Sempre um oponente do JCPOA, ele provavelmente pressionará os EUA para uma ação militar contra o Irã. Israel e os EUA teriam treinado para um ataque aéreo contra o Irã e Netanyahu chegou perto de ordenar um.

Um superpoder de drone

Dois outros desenvolvimentos coincidentes estão envenenando ainda mais as relações entre Teerã e Washington. Diante da superioridade aérea dos EUA e seus aliados no Golfo, o Irã se transformou no que foi descrito como “uma superpotência de drones”, mas o mundo só percebeu a eficácia desses mísseis guiados de precisão baratos quando o Irã exportou-os para a Rússia para uso contra a Ucrânia.

Desde outubro, eles destruíram parcialmente o sistema elétrico da Ucrânia , privando grande parte do país de calor e luz. O surgimento surpreendente do Irã como um jogador significativo na guerra da Ucrânia azedou ainda mais, se isso fosse possível, suas já tóxicas relações com o Ocidente.

Um ingrediente final que alimenta a crise crescente é o movimento de protesto no Irã, que não mostra sinais de morrer, apesar da repressão extrema que levou à morte de 305 manifestantes, incluindo 41 crianças, de acordo com a Anistia Internacional. Os protestos são mais amplos do que no passado e a punição coletiva dos manifestantes serve apenas para produzir mais mártires. A recusa da seleção iraniana de futebol em cantar o hino nacional no Catar mostra a extensão e a determinação da oposição.

Tráfego de petroleiros do Golfo

Mas ainda é muito cedo para saber se está desestabilizando o regime e até que ponto o governo poderia apelar com sucesso à solidariedade nacional em caso de crise com os EUA e tentar demonizar os manifestantes como procuradores de potências estrangeiras.

A dissidência popular vocal e irreprimível enfraquecerá o regime iraniano, mas em outros aspectos é mais forte do que durante a última quase guerra. O preço do petróleo e do gás está alto e a interrupção do fornecimento dos estados petrolíferos do Golfo, além da perda dos da Rússia, teria um efeito paralisante na economia mundial. O Irã está melhor do que antes em interromper o tráfego de petroleiros do Golfo com o uso de drones e mísseis em grandes quantidades contra os quais não há defesa antiaérea totalmente eficaz.

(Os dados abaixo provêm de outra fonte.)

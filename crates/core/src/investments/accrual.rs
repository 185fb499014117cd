//! Interest accrual calculations.
//!
//! Pure functions over domain models: no clock, no I/O. "Today" is always an
//! explicit parameter so callers (and tests) control the reference month.
//!
//! Months are identified by the first day of the calendar month. Every
//! function normalizes its date arguments, so callers may pass any day of
//! the month they mean.

use chrono::NaiveDate;
use rust_decimal::{Decimal, RoundingStrategy};
use rust_decimal_macros::dec;

use crate::constants::ACCRUAL_HORIZON_MONTHS;
use crate::investments::investments_model::{Investment, MonthlyInterest, MonthStatus, RateType};
use crate::utils::time_utils::{add_months, months_between, start_of_month};

/// Rounds a money value to cent precision, ties away from zero.
pub fn round_money(value: Decimal) -> Decimal {
    value.round_dp_with_strategy(2, RoundingStrategy::MidpointAwayFromZero)
}

/// Converts a stored rate into the effective per-month fraction.
///
/// Bounds are a policy concern enforced when the rate is set, not here.
pub fn monthly_rate(interest_rate: Decimal, rate_type: RateType) -> Decimal {
    match rate_type {
        RateType::Annual => interest_rate / dec!(12) / dec!(100),
        RateType::Monthly => interest_rate / dec!(100),
    }
}

/// The first month for which interest can exist: the calendar month
/// immediately following the start date's month.
pub fn first_eligible_month(start_date: NaiveDate) -> NaiveDate {
    add_months(start_of_month(start_date), 1)
}

/// The last month in the displayable/confirmable window relative to `today`.
pub fn last_eligible_month(today: NaiveDate) -> NaiveDate {
    add_months(start_of_month(today), ACCRUAL_HORIZON_MONTHS)
}

/// Every calendar month from the first eligible month through
/// `start_of_month(today) + horizon_months`, ascending, no gaps.
///
/// This sequence defines which months are displayable; claimability is
/// gated separately by the profit-lock period.
pub fn eligible_months(
    start_date: NaiveDate,
    today: NaiveDate,
    horizon_months: i32,
) -> Vec<NaiveDate> {
    let first = first_eligible_month(start_date);
    let last = add_months(start_of_month(today), horizon_months);
    let mut months = Vec::new();
    let mut current = first;
    while current <= last {
        months.push(current);
        current = add_months(current, 1);
    }
    months
}

/// Whether `month` has cleared the investment's profit-lock period.
pub fn is_claimable(start_date: NaiveDate, profit_lock_period: i32, month: NaiveDate) -> bool {
    months_between(start_of_month(month), start_of_month(start_date)) >= profit_lock_period
}

/// The earliest month that clears the profit-lock period.
pub fn first_claimable_month(start_date: NaiveDate, profit_lock_period: i32) -> NaiveDate {
    // The lock can never open earlier than interest exists at all.
    let unlocked = add_months(start_of_month(start_date), profit_lock_period);
    unlocked.max(first_eligible_month(start_date))
}

/// Expected interest for `target_month`.
///
/// A month that already has a confirmed record returns that record's stored
/// amount verbatim. For any other month, the capital base is reconstructed
/// from the initial capital plus the reinvested portion of every confirmed
/// month that precedes the target, then multiplied by the investment's
/// current monthly rate. Rate edits therefore affect only unconfirmed
/// months, never retroactively.
pub fn expected_interest(
    investment: &Investment,
    records: &[MonthlyInterest],
    target_month: NaiveDate,
) -> Decimal {
    let target = start_of_month(target_month);

    if let Some(existing) = records
        .iter()
        .find(|r| r.confirmed && start_of_month(r.month) == target)
    {
        return existing.amount;
    }

    let capital_base = records
        .iter()
        .filter(|r| r.confirmed && start_of_month(r.month) < target)
        .fold(investment.initial_capital, |base, r| {
            base + r.reinvested_amount
        });

    round_money(capital_base * monthly_rate(investment.interest_rate, investment.rate_type))
}

/// Derived Locked/Pending/Confirmed state for a month.
///
/// Locked -> Pending happens implicitly once the lock clears; Confirmed is
/// terminal and recorded, the other two are computed at read time.
pub fn month_status(
    investment: &Investment,
    records: &[MonthlyInterest],
    month: NaiveDate,
) -> MonthStatus {
    let target = start_of_month(month);
    if records
        .iter()
        .any(|r| r.confirmed && start_of_month(r.month) == target)
    {
        MonthStatus::Confirmed
    } else if is_claimable(investment.start_date, investment.profit_lock_period, target) {
        MonthStatus::Pending
    } else {
        MonthStatus::Locked
    }
}

#[cfg(test)]
mod tests {
    use super::*;
    use chrono::NaiveDateTime;

    fn date(y: i32, m: u32, d: u32) -> NaiveDate {
        NaiveDate::from_ymd_opt(y, m, d).unwrap()
    }

    fn test_investment(
        initial_capital: Decimal,
        interest_rate: Decimal,
        rate_type: RateType,
        start_date: NaiveDate,
        profit_lock_period: i32,
    ) -> Investment {
        Investment {
            id: "inv-1".to_string(),
            user_id: "user-1".to_string(),
            name: "Test".to_string(),
            initial_capital,
            current_capital: initial_capital,
            interest_rate,
            rate_type,
            start_date,
            profit_lock_period,
            total_interest_earned: Decimal::ZERO,
            total_reinvested: Decimal::ZERO,
            total_expenses: Decimal::ZERO,
            created_at: NaiveDateTime::default(),
            updated_at: NaiveDateTime::default(),
        }
    }

    fn confirmed_record(month: NaiveDate, amount: Decimal, reinvested: Decimal) -> MonthlyInterest {
        MonthlyInterest {
            id: format!("mi-{month}"),
            investment_id: "inv-1".to_string(),
            month,
            amount,
            reinvested: reinvested > Decimal::ZERO,
            reinvested_amount: reinvested,
            expenses_amount: amount - reinvested,
            confirmed: true,
            confirmed_at: Some(NaiveDateTime::default()),
            interest_rate: dec!(12),
            created_at: NaiveDateTime::default(),
        }
    }

    #[test]
    fn monthly_rate_converts_annual_to_twelfths() {
        assert_eq!(monthly_rate(dec!(12), RateType::Annual), dec!(0.01));
        assert_eq!(monthly_rate(dec!(1.5), RateType::Monthly), dec!(0.015));
        assert_eq!(monthly_rate(Decimal::ZERO, RateType::Annual), Decimal::ZERO);
    }

    #[test]
    fn expected_interest_without_history() {
        // 10000 at 12% annual -> 100.00 per month
        let inv = test_investment(dec!(10000), dec!(12), RateType::Annual, date(2024, 1, 15), 2);
        assert_eq!(expected_interest(&inv, &[], date(2024, 2, 1)), dec!(100.00));

        // 10000 at 1% monthly -> same monthly amount
        let inv = test_investment(dec!(10000), dec!(1), RateType::Monthly, date(2024, 1, 15), 0);
        assert_eq!(expected_interest(&inv, &[], date(2024, 2, 1)), dec!(100.00));
    }

    #[test]
    fn expected_interest_rounds_to_cents() {
        let inv = test_investment(dec!(1234.56), dec!(7), RateType::Annual, date(2024, 1, 1), 0);
        // 1234.56 * 7 / 12 / 100 = 7.2016
        assert_eq!(expected_interest(&inv, &[], date(2024, 3, 1)), dec!(7.20));
    }

    #[test]
    fn expected_interest_walks_reinvested_history() {
        let inv = test_investment(dec!(10000), dec!(12), RateType::Annual, date(2024, 1, 15), 2);
        let records = vec![confirmed_record(date(2024, 3, 1), dec!(100), dec!(70))];

        // April's base is 10000 + 70 reinvested from March.
        assert_eq!(
            expected_interest(&inv, &records, date(2024, 4, 1)),
            dec!(100.70)
        );
        // February precedes the confirmed month, so its base is untouched.
        assert_eq!(
            expected_interest(&inv, &records, date(2024, 2, 1)),
            dec!(100.00)
        );
    }

    #[test]
    fn expected_interest_ignores_expensed_portion() {
        let inv = test_investment(dec!(10000), dec!(12), RateType::Annual, date(2024, 1, 15), 0);
        let records = vec![confirmed_record(date(2024, 2, 1), dec!(100), Decimal::ZERO)];
        // Fully expensed interest does not compound.
        assert_eq!(
            expected_interest(&inv, &records, date(2024, 3, 1)),
            dec!(100.00)
        );
    }

    #[test]
    fn expected_interest_returns_stored_amount_for_confirmed_month() {
        let inv = test_investment(dec!(10000), dec!(12), RateType::Annual, date(2024, 1, 15), 0);
        let records = vec![confirmed_record(date(2024, 3, 1), dec!(95.50), dec!(50))];
        // Stored amount wins even though the formula would say 100.00.
        assert_eq!(
            expected_interest(&inv, &records, date(2024, 3, 1)),
            dec!(95.50)
        );
    }

    #[test]
    fn eligible_months_start_one_month_after_start_date() {
        let months = eligible_months(date(2024, 1, 15), date(2024, 3, 10), 12);
        assert_eq!(months.first(), Some(&date(2024, 2, 1)));
        assert_eq!(months.last(), Some(&date(2025, 3, 1)));
        assert_eq!(months.len(), 14);
        // Strictly ascending, no gaps.
        for pair in months.windows(2) {
            assert_eq!(add_months(pair[0], 1), pair[1]);
        }
    }

    #[test]
    fn eligible_months_empty_for_far_future_start() {
        let months = eligible_months(date(2026, 6, 1), date(2024, 3, 10), 12);
        assert!(months.is_empty());
    }

    #[test]
    fn claimability_respects_lock_period() {
        let start = date(2024, 1, 15);
        // Lock of 2 months from a January start: February is month 1 (locked),
        // March is month 2 (claimable).
        assert!(!is_claimable(start, 2, date(2024, 2, 1)));
        assert!(is_claimable(start, 2, date(2024, 3, 1)));
        assert!(is_claimable(start, 2, date(2024, 12, 1)));

        // Zero lock period leaves every eligible month claimable.
        assert!(is_claimable(start, 0, date(2024, 2, 1)));

        // Months before the start are never claimable for a positive lock.
        assert!(!is_claimable(start, 1, date(2023, 12, 1)));
    }

    #[test]
    fn first_claimable_month_never_precedes_first_eligible() {
        let start = date(2024, 1, 15);
        assert_eq!(first_claimable_month(start, 2), date(2024, 3, 1));
        // A zero lock still cannot make the start month claimable.
        assert_eq!(first_claimable_month(start, 0), date(2024, 2, 1));
    }

    #[test]
    fn month_status_is_derived() {
        let inv = test_investment(dec!(10000), dec!(12), RateType::Annual, date(2024, 1, 15), 2);
        let records = vec![confirmed_record(date(2024, 3, 1), dec!(100), dec!(70))];

        assert_eq!(
            month_status(&inv, &records, date(2024, 2, 1)),
            MonthStatus::Locked
        );
        assert_eq!(
            month_status(&inv, &records, date(2024, 3, 1)),
            MonthStatus::Confirmed
        );
        assert_eq!(
            month_status(&inv, &records, date(2024, 4, 1)),
            MonthStatus::Pending
        );
    }

    #[test]
    fn round_money_is_cent_precision_away_from_zero() {
        assert_eq!(round_money(dec!(1.005)), dec!(1.01));
        assert_eq!(round_money(dec!(-1.005)), dec!(-1.01));
        assert_eq!(round_money(dec!(1.004)), dec!(1.00));
    }
}
pub mod model;
pub mod repository;

pub use model::UserDB;
pub use repository::UserRepository;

Líderes ocidentais e israelenses há muito argumentam que a posse iraniana de uma arma nuclear alteraria o equilíbrio de poder no Oriente Médio. Isso é verdade, embora a inteligência dos EUA supostamente acredite que a liderança iraniana ainda não decidiu se quer construir uma arma nuclear. Até agora, a mera ameaça de fazê-lo serviu como uma moeda de troca útil nas negociações com os EUA e seus aliados, que o Irã vê como irremediavelmente hostis.

Superioridade aérea

Paradoxalmente, o equilíbrio de poder no Oriente Médio e no resto do mundo mudou, mas não por causa da aquisição de armas nucleares. Como demonstrado pelos ataques no Golfo em 2019 e na Ucrânia desde outubro, estados de nível médio como Irã e Turquia, e até mesmo muito pobres como Iêmen, agora desfrutam de um campo de jogo militar muito mais nivelado com estados poderosos como EUA, Grã-Bretanha ou Israel. A superioridade aérea não significa mais o controle dos céus, o que é um desenvolvimento revolucionário.

Mas até que ponto aqueles que decidem sobre guerra ou paz no Oriente Médio sabem que o jogo realmente mudou? Estados do Golfo como a Arábia Saudita e os Emirados Árabes Unidos perceberam, após os últimos confrontos EUA-Irã sob Trump, que provavelmente seriam danos colaterais em qualquer ataque americano ou israelense ao Irã. Biden já está ocupado com a guerra na Ucrânia. Israel deveria saber que o Irã encontraria alguma forma assimétrica de contra-atacar.

Tal como acontece com a Ucrânia, o interesse próprio de todos os lados deve evitar que a crise sobre o Irã se transforme em uma guerra de tiros – mas isso não significa que não acontecerá.



Patrick Cockburn é o autor de War in the Age of Trump (Verso).